__WHAT THE EXERCISE ASKS__
Starting at the line that holds "DynamicImage::ImageRgba32F(image.into_rgba32f())" and stopping at the line that holds "let image = match", restate the records below word for word, with both of those lines included.

[Saved entries]

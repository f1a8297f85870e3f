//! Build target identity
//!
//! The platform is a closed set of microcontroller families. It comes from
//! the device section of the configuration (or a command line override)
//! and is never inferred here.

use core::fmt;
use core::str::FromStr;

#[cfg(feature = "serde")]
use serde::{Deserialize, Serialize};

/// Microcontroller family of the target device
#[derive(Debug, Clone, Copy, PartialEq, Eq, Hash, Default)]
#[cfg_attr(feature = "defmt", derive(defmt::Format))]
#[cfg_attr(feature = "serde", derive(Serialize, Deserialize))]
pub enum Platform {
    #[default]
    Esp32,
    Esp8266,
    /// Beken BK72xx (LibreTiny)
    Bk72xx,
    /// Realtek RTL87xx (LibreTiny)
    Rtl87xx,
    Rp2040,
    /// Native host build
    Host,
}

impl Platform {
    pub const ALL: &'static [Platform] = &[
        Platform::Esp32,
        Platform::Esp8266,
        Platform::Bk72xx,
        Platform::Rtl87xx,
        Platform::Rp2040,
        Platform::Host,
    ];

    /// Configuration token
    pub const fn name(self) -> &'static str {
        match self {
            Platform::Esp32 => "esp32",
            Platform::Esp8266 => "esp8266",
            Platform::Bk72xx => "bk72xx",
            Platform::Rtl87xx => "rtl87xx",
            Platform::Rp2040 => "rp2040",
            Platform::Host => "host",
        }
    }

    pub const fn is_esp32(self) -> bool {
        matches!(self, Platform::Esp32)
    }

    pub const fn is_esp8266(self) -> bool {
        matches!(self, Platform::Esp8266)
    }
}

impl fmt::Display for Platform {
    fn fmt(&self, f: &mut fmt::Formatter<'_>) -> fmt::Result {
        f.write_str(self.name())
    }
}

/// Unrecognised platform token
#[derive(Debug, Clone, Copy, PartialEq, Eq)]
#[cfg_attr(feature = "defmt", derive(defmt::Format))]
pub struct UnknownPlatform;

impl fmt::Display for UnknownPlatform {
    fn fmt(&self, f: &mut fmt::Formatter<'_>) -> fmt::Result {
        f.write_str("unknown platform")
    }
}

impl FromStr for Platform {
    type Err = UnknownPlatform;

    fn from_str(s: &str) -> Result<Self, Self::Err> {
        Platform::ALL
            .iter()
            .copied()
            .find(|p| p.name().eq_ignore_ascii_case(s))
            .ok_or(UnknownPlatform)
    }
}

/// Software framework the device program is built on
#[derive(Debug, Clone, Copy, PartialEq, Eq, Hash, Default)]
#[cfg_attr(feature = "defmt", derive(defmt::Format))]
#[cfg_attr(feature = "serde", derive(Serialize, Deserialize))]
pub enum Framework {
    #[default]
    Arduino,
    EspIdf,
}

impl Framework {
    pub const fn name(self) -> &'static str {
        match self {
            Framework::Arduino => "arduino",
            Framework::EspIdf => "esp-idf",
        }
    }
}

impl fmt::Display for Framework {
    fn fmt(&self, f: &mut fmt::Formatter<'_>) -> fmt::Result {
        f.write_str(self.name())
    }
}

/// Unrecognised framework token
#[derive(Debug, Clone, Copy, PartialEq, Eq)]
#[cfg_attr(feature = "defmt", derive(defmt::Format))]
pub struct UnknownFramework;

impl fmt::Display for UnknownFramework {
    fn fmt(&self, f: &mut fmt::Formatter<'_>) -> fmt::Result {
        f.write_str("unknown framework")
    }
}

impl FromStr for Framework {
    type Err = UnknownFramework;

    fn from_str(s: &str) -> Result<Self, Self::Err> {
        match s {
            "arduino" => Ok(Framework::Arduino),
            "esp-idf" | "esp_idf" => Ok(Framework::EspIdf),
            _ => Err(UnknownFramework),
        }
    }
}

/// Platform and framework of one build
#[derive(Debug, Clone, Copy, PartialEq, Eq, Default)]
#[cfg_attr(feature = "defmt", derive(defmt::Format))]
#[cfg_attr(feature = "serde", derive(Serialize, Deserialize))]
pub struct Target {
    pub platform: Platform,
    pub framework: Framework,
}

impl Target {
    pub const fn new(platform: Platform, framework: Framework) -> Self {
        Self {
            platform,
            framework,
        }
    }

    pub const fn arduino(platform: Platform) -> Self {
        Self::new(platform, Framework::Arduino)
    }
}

---

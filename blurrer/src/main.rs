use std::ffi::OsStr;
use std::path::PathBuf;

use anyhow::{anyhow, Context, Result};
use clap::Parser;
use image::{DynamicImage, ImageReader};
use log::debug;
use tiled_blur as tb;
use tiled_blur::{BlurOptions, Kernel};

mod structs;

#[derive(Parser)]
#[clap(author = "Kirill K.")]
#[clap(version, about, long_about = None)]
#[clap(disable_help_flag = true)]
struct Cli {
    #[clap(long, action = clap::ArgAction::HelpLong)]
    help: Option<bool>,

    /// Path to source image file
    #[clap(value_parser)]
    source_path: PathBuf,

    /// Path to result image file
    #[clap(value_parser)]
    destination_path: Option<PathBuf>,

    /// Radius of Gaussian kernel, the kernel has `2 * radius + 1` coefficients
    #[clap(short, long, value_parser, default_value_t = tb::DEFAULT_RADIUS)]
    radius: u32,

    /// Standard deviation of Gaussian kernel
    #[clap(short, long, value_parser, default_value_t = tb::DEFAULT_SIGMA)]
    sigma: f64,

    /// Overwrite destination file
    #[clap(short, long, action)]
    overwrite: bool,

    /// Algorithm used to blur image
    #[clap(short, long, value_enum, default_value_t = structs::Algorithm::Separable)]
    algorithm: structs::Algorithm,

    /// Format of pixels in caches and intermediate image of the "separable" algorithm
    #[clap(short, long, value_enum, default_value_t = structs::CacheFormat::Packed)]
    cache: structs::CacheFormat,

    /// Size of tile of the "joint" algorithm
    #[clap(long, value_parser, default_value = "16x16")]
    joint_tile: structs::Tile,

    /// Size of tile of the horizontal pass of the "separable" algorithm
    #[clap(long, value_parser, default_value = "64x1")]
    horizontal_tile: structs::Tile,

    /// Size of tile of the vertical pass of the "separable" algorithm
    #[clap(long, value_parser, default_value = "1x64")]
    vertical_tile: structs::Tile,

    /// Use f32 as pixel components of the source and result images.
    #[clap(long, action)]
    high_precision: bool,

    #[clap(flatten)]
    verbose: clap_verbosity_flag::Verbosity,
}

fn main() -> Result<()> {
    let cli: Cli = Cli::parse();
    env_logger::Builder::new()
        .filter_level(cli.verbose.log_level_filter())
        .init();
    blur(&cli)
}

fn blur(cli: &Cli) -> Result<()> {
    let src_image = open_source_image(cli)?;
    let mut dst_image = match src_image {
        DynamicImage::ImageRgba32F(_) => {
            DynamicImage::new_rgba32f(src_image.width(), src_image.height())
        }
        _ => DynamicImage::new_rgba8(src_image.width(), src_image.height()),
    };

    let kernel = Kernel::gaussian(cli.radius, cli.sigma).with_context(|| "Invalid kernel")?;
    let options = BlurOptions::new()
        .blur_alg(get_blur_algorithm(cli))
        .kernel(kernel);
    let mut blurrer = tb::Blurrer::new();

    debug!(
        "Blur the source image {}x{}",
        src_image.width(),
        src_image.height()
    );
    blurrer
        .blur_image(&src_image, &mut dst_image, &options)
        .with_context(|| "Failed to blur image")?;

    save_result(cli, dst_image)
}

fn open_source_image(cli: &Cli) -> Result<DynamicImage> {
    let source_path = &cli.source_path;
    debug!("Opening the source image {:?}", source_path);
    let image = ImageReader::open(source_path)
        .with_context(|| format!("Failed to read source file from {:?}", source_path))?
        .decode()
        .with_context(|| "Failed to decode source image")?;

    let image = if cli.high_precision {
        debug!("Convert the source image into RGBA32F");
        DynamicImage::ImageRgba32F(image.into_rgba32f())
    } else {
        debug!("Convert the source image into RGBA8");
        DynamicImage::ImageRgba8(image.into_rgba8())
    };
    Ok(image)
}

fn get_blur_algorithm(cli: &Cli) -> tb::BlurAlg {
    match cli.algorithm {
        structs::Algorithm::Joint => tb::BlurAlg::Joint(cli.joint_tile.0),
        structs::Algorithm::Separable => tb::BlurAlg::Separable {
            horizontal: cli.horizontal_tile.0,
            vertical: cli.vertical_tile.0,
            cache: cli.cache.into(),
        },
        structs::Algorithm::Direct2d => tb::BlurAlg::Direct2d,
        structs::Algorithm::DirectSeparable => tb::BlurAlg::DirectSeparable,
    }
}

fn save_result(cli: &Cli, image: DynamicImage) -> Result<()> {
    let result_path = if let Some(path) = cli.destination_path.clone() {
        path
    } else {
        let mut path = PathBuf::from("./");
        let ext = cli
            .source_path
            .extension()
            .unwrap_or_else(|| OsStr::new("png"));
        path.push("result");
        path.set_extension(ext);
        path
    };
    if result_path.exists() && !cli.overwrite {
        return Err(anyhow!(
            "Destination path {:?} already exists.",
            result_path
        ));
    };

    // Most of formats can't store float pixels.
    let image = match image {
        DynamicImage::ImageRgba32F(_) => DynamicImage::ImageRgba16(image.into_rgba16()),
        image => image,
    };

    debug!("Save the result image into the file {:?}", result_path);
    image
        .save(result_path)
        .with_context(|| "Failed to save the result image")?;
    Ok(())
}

==

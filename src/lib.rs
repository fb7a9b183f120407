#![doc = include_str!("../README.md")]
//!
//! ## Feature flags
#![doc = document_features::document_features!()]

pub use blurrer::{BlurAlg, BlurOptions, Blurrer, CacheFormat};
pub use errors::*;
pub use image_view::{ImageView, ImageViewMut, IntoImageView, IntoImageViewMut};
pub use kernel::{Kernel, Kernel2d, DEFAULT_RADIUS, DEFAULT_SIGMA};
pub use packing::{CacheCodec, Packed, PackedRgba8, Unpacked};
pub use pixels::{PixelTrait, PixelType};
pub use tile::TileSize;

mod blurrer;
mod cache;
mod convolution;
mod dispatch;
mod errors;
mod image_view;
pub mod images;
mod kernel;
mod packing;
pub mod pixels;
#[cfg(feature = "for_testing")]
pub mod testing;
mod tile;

__OUTPUT BELOW__
        DynamicImage::ImageRgba32F(image.into_rgba32f())
    } else {
        debug!("Convert the source image into RGBA8");
        DynamicImage::ImageRgba8(image.into_rgba8())
    };
    Ok(image)
}

fn get_blur_algorithm(cli: &Cli) -> tb::BlurAlg {
    match cli.algorithm {
        structs::Algorithm::Joint => tb::BlurAlg::Joint(cli.joint_tile.0),
        structs::Algorithm::Separable => tb::BlurAlg::Separable {
            horizontal: cli.horizontal_tile.0,
            vertical: cli.vertical_tile.0,
            cache: cli.cache.into(),
        },
        structs::Algorithm::Direct2d => tb::BlurAlg::Direct2d,
        structs::Algorithm::DirectSeparable => tb::BlurAlg::DirectSeparable,
    }
}

fn save_result(cli: &Cli, image: DynamicImage) -> Result<()> {
    let result_path = if let Some(path) = cli.destination_path.clone() {
        path
    } else {
        let mut path = PathBuf::from("./");
        let ext = cli
            .source_path
            .extension()
            .unwrap_or_else(|| OsStr::new("png"));
        path.push("result");
        path.set_extension(ext);
        path
    };
    if result_path.exists() && !cli.overwrite {
        return Err(anyhow!(
            "Destination path {:?} already exists.",
            result_path
        ));
    };

    // Most of formats can't store float pixels.
    let image = match image {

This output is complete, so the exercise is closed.